──────── EXERCISE DATA ────────

#![forbid(unsafe_code)]

//! Damped spring used to return a cancelled pull to rest.
//!
//! Semi-implicit Euler integration of
//!
//!   a = -stiffness × (position - target) - damping × velocity
//!
//! Positions are in surface pixels, so the rest thresholds are pixel-sized
//! rather than normalized.
//!
//! # Invariants
//!
//! 1. A spring at rest stays at rest; `tick` is then a no-op.
//! 2. When it comes to rest the position snaps exactly onto the target.
//! 3. Stiffness is at least [`MIN_STIFFNESS`]; damping is never negative.
//!
//! # Failure Modes
//!
//! - Long frames (tab in background): `dt` is split into steps of at most
//!   [`MAX_STEP_SECS`] so high stiffness values stay stable.

use std::time::Duration;

use super::Animation;

/// Largest single integration step (4ms).
pub const MAX_STEP_SECS: f64 = 0.004;

/// Lower bound on stiffness; below it the spring never converges.
pub const MIN_STIFFNESS: f64 = 0.1;

const DEFAULT_REST_DISTANCE: f64 = 0.5;
const DEFAULT_REST_VELOCITY: f64 = 5.0;

/// Stiffness used for pull snap-back.
pub const SNAP_BACK_STIFFNESS: f64 = 320.0;

#[derive(Debug, Clone)]
pub struct Spring {
    position: f64,
    velocity: f64,
    target: f64,
    stiffness: f64,
    damping: f64,
    rest_distance: f64,
    rest_velocity: f64,
    at_rest: bool,
}

impl Spring {
    /// Spring starting at `initial`, heading for `target`.
    ///
    /// Defaults: stiffness 170, damping 26 (slightly underdamped).
    #[must_use]
    pub fn new(initial: f64, target: f64) -> Self {
        Self {
            position: initial,
            velocity: 0.0,
            target,
            stiffness: 170.0,
            damping: 26.0,
            rest_distance: DEFAULT_REST_DISTANCE,
            rest_velocity: DEFAULT_REST_VELOCITY,
            at_rest: initial == target,
        }
    }

    /// Critically damped return from `from` to zero: no overshoot past the
    /// resting edge.
    #[must_use]
    pub fn snap_back(from: f64) -> Self {
        Self::new(from, 0.0)
            .with_stiffness(SNAP_BACK_STIFFNESS)
            .critically_damped()
    }

    #[must_use]
    pub fn with_stiffness(mut self, k: f64) -> Self {
        self.stiffness = k.max(MIN_STIFFNESS);
        self
    }

    #[must_use]
    pub fn with_damping(mut self, c: f64) -> Self {
        self.damping = c.max(0.0);
        self
    }

    /// Set damping to `2√k` for the current stiffness.
    #[must_use]
    pub fn critically_damped(mut self) -> Self {
        self.damping = self.critical_damping();
        self
    }

    #[inline]
    #[must_use]
    pub fn position(&self) -> f64 {
        self.position
    }

    #[inline]
    #[must_use]
    pub fn stiffness(&self) -> f64 {
        self.stiffness
    }

    #[inline]
    #[must_use]
    pub fn damping(&self) -> f64 {
        self.damping
    }

    #[inline]
    #[must_use]
    pub fn is_at_rest(&self) -> bool {
        self.at_rest
    }

    #[must_use]
    pub fn critical_damping(&self) -> f64 {
        2.0 * self.stiffness.sqrt()
    }

    fn step(&mut self, dt: f64) {
        let displacement = self.position - self.target;
        let acceleration = -self.stiffness * displacement - self.damping * self.velocity;
        self.velocity += acceleration * dt;
        self.position += self.velocity * dt;
    }

    pub fn advance(&mut self, dt: Duration) {
        if self.at_rest {
            return;
        }
        let mut remaining = dt.as_secs_f64();
        while remaining > 0.0 {
            let step = remaining.min(MAX_STEP_SECS);
            self.step(step);
            remaining -= step;
        }
        if (self.position - self.target).abs() < self.rest_distance
            && self.velocity.abs() < self.rest_velocity
        {
            self.position = self.target;
            self.velocity = 0.0;
            self.at_rest = true;
        }
    }
}

impl Animation for Spring {
    fn tick(&mut self, dt: Duration) {
        self.advance(dt);
    }

    fn is_complete(&self) -> bool {
        self.at_rest
    }

    fn value(&self) -> f64 {
        self.position
    }
}
#![forbid(unsafe_code)]

//! Boundary detection for scroll containers.
//!
//! [`classify`] turns a [`ScrollPosition`] snapshot into a [`Boundary`], and
//! [`BoundaryPolicy::qualify`] decides whether a vertical pointer delta at that
//! boundary is overscroll (a pull) or ordinary scrolling.
//!
//! # Rules
//!
//! - Feed ([`BoundaryPolicy::TopOnly`]): only a downward delta at the top
//!   qualifies.
//! - Grid ([`BoundaryPolicy::Bidirectional`]): a downward delta at the top or an
//!   upward delta at the bottom qualifies.
//! - Content shorter than its viewport is [`Boundary::Pinned`] and satisfies
//!   both the top and the bottom rule.

#[cfg(feature = "serde")]
use serde::{Deserialize, Serialize};

/// Content height stand-in for a container not yet measured.
const UNMEASURED_CONTENT: f64 = f64::MAX;

/// Snapshot of a scroll container, as reported by the host.
#[derive(Debug, Clone, Copy, PartialEq, Default)]
#[cfg_attr(feature = "serde", derive(Serialize, Deserialize))]
pub struct ScrollPosition {
    pub offset: f64,
    pub viewport_height: f64,
    pub content_height: f64,
}

impl ScrollPosition {
    #[must_use]
    pub const fn new(offset: f64, viewport_height: f64, content_height: f64) -> Self {
        Self {
            offset,
            viewport_height,
            content_height,
        }
    }

    /// A container scrolled to its very start.
    #[must_use]
    pub const fn top(viewport_height: f64, content_height: f64) -> Self {
        Self::new(0.0, viewport_height, content_height)
    }

    /// A freshly mounted container whose content has not been measured yet.
    ///
    /// Classifies as [`Boundary::AtTop`], never as a bottom edge, until the
    /// host reports a real position.
    #[must_use]
    pub const fn unmeasured(viewport_height: f64) -> Self {
        Self::new(0.0, viewport_height, UNMEASURED_CONTENT)
    }

    /// Every field is a finite number.
    #[must_use]
    pub fn is_finite(&self) -> bool {
        self.offset.is_finite()
            && self.viewport_height.is_finite()
            && self.content_height.is_finite()
    }

    /// Largest reachable offset.
    #[must_use]
    pub fn max_offset(&self) -> f64 {
        (self.content_height - self.viewport_height).max(0.0)
    }

    #[inline]
    #[must_use]
    pub fn is_at_top(&self) -> bool {
        self.offset <= 0.0
    }

    /// `epsilon` absorbs sub-pixel rounding of fractional layouts.
    #[inline]
    #[must_use]
    pub fn is_at_bottom(&self, epsilon: f64) -> bool {
        self.offset + self.viewport_height >= self.content_height - epsilon
    }
}

/// Where a scroll container sits relative to its content edges.
#[derive(Debug, Clone, Copy, PartialEq, Eq, Hash)]
#[cfg_attr(feature = "serde", derive(Serialize, Deserialize))]
pub enum Boundary {
    AtTop,
    AtBottom,
    /// At top and bottom simultaneously (content fits the viewport).
    Pinned,
    Mid,
}

impl Boundary {
    #[must_use]
    pub const fn touches_top(self) -> bool {
        matches!(self, Self::AtTop | Self::Pinned)
    }

    #[must_use]
    pub const fn touches_bottom(self) -> bool {
        matches!(self, Self::AtBottom | Self::Pinned)
    }

    #[must_use]
    pub const fn is_mid(self) -> bool {
        matches!(self, Self::Mid)
    }
}

/// Classify a scroll snapshot.
#[must_use]
pub fn classify(position: &ScrollPosition, bottom_epsilon: f64) -> Boundary {
    match (position.is_at_top(), position.is_at_bottom(bottom_epsilon)) {
        (true, true) => Boundary::Pinned,
        (true, false) => Boundary::AtTop,
        (false, true) => Boundary::AtBottom,
        (false, false) => Boundary::Mid,
    }
}

/// Which boundary a pull is anchored to.
///
/// `Down` is a drag toward the bottom of the screen while at the top edge;
/// `Up` is a push toward the top of the screen while at the bottom edge.
#[derive(Debug, Clone, Copy, PartialEq, Eq, Hash)]
#[cfg_attr(feature = "serde", derive(Serialize, Deserialize))]
pub enum PullDirection {
    Down,
    Up,
}

impl PullDirection {
    /// Sign of the accumulated distance for this direction.
    #[must_use]
    pub const fn sign(self) -> f64 {
        match self {
            Self::Down => 1.0,
            Self::Up => -1.0,
        }
    }

    /// Whether `boundary` still anchors a pull in this direction.
    #[must_use]
    pub const fn anchored_at(self, boundary: Boundary) -> bool {
        match self {
            Self::Down => boundary.touches_top(),
            Self::Up => boundary.touches_bottom(),
        }
    }
}

/// Which boundaries may start a pull on a given surface.
#[derive(Debug, Clone, Copy, PartialEq, Eq, Hash)]
#[cfg_attr(feature = "serde", derive(Serialize, Deserialize))]
pub enum BoundaryPolicy {
    /// Pull down at the top only (the feed).
    TopOnly,
    /// Pull down at the top or push up at the bottom (the grid overlay).
    Bidirectional,
}

impl BoundaryPolicy {
    /// Direction a vertical delta `dy` would pull in at `boundary`, if any.
    #[must_use]
    pub fn qualify(self, boundary: Boundary, dy: f64) -> Option<PullDirection> {
        if dy > 0.0 && boundary.touches_top() {
            return Some(PullDirection::Down);
        }
        if dy < 0.0 && boundary.touches_bottom() && self == Self::Bidirectional {
            return Some(PullDirection::Up);
        }
        None
    }

    /// Whether `direction` is permitted on this surface at all.
    #[must_use]
    pub const fn allows(self, direction: PullDirection) -> bool {
        match self {
            Self::TopOnly => matches!(direction, PullDirection::Down),
            Self::Bidirectional => true,
        }
    }
}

────────

EXERCISE AIM |
How many lines of the data include the word "host"? Reply with the number and nothing else.

SOLUTION TO THIS EXERCISE |
2